* YOUR GOAL
Transcribe the material from its first line onward, ending with the line that contains "serialised by an" and adding nothing beyond it.
DATA START
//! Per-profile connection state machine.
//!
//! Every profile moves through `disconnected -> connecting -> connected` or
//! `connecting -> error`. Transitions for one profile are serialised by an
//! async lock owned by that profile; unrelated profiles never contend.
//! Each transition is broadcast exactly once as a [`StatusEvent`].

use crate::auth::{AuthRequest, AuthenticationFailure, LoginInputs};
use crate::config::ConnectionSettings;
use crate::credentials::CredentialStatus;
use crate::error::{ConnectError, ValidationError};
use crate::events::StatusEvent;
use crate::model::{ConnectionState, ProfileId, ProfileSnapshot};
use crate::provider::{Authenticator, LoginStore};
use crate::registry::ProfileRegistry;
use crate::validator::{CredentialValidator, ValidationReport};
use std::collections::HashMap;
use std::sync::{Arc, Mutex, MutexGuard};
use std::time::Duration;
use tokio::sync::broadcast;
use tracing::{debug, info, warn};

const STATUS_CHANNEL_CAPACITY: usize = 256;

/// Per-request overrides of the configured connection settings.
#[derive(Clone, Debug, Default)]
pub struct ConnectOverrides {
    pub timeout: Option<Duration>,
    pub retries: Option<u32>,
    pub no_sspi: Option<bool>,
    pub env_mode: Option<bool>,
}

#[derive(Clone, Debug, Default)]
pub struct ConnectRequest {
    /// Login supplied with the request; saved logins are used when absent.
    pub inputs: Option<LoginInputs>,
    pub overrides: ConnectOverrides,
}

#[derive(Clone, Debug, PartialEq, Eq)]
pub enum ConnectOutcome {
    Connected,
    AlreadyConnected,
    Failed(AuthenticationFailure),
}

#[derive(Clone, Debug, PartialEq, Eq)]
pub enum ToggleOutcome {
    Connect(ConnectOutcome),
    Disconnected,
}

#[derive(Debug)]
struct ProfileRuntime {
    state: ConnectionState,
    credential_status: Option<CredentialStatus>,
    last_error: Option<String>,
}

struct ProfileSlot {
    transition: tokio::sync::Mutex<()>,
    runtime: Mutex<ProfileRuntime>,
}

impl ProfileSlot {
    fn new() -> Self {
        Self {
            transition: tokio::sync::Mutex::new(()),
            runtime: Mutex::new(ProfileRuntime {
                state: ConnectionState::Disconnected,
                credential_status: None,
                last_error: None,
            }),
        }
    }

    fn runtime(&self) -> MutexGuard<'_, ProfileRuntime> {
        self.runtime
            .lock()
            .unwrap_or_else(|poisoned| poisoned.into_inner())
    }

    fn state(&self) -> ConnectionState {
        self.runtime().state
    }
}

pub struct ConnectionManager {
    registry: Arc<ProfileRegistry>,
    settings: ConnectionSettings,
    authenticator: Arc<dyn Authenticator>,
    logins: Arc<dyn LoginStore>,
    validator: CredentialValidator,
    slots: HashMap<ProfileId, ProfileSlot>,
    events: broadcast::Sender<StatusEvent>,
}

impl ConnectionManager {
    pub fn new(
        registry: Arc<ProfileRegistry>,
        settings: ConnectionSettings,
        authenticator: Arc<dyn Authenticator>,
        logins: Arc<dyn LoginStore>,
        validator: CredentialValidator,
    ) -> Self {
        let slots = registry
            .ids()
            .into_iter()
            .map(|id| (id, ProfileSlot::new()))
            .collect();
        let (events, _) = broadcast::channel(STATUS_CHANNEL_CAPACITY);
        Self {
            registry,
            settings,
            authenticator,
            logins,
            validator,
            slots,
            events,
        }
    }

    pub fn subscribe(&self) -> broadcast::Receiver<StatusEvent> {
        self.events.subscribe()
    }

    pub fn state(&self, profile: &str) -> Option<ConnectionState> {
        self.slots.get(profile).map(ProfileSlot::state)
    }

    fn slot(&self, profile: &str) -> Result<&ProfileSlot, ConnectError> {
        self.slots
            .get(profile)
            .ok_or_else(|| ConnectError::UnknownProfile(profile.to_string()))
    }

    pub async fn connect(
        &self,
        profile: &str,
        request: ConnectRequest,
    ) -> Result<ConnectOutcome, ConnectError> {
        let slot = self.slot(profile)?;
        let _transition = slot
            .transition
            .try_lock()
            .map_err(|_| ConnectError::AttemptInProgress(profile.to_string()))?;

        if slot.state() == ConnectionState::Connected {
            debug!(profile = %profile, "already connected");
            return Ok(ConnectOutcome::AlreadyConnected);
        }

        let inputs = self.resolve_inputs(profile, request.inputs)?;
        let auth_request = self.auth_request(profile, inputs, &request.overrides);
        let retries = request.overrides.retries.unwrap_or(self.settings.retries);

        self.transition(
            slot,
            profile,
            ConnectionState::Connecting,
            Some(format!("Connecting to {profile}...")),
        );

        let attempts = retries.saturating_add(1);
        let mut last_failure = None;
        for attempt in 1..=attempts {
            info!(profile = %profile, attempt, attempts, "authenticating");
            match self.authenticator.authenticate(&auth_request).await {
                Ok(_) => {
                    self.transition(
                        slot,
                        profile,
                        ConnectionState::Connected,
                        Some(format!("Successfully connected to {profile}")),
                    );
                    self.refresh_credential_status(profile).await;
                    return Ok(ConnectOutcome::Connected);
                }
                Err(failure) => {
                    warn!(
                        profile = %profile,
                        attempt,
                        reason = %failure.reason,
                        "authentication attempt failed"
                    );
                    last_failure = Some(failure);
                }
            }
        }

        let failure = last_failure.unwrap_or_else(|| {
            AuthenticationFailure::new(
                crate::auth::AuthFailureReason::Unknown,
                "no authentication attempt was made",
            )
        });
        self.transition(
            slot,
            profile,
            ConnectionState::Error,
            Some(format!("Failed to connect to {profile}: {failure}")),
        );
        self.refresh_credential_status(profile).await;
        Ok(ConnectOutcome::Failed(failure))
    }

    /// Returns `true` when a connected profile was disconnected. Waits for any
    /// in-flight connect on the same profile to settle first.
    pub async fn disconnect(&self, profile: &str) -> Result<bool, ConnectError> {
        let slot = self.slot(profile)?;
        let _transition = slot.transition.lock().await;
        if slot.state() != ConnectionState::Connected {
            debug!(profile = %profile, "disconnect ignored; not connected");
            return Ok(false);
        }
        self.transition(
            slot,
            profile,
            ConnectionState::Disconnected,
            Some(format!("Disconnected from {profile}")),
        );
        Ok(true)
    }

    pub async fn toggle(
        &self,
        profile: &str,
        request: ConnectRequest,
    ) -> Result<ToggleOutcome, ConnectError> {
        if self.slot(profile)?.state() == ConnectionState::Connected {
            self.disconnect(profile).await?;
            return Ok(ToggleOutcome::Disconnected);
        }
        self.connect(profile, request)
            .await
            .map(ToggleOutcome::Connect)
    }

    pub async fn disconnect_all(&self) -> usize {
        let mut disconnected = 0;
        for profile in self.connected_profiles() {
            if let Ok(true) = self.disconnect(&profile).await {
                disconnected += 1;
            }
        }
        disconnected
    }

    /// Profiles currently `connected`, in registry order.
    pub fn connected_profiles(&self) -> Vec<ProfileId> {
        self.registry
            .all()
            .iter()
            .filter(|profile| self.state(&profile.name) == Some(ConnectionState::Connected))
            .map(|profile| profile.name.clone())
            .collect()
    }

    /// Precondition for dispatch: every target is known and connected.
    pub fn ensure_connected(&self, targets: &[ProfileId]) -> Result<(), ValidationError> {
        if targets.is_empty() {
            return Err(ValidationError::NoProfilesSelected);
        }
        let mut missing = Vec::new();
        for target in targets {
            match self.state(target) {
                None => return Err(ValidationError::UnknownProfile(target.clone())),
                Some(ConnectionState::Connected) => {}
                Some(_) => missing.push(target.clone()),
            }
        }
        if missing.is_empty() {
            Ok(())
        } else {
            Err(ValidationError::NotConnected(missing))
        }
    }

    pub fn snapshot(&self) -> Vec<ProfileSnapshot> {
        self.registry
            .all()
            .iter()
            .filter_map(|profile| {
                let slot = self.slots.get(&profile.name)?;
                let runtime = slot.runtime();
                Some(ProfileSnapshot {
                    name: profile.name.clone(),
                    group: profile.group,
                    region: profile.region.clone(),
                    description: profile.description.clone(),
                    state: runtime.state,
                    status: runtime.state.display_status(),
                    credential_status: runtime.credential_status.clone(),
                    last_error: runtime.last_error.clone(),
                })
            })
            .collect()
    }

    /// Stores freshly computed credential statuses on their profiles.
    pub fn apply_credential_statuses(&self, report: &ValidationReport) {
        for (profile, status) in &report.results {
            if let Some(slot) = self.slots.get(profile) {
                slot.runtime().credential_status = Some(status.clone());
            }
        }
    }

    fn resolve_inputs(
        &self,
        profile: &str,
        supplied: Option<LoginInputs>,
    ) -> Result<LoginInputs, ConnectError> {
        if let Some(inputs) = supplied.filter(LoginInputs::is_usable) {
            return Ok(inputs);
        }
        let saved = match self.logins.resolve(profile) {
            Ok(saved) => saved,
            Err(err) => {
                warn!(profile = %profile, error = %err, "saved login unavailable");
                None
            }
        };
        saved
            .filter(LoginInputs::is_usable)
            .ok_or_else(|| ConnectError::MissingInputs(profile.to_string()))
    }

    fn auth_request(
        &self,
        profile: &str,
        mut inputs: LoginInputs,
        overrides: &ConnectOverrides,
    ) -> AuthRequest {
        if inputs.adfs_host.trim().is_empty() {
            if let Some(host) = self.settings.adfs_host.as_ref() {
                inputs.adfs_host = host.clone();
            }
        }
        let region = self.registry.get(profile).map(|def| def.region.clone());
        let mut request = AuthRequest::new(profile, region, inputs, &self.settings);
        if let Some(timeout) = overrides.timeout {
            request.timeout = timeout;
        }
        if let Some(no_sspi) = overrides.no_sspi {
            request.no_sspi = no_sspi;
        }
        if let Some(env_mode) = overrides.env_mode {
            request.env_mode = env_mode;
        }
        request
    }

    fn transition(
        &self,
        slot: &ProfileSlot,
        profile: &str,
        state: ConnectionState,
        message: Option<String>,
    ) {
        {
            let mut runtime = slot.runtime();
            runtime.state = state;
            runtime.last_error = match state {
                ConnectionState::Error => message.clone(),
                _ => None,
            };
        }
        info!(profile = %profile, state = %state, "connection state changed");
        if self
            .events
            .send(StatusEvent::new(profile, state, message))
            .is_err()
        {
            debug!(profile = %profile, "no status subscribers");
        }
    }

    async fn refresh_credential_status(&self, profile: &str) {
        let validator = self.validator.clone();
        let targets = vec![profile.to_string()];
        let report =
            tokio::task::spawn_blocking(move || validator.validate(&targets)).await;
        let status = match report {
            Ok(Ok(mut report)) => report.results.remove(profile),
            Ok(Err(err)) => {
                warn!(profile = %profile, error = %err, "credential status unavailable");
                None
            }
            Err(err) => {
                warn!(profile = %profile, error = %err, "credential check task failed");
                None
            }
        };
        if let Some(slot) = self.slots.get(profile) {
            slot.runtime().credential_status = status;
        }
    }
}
DATA END
* RESPONSE BELOW
//! Per-profile connection state machine.
//!
//! Every profile moves through `disconnected -> connecting -> connected` or
//! `connecting -> error`. Transitions for one profile are serialised by an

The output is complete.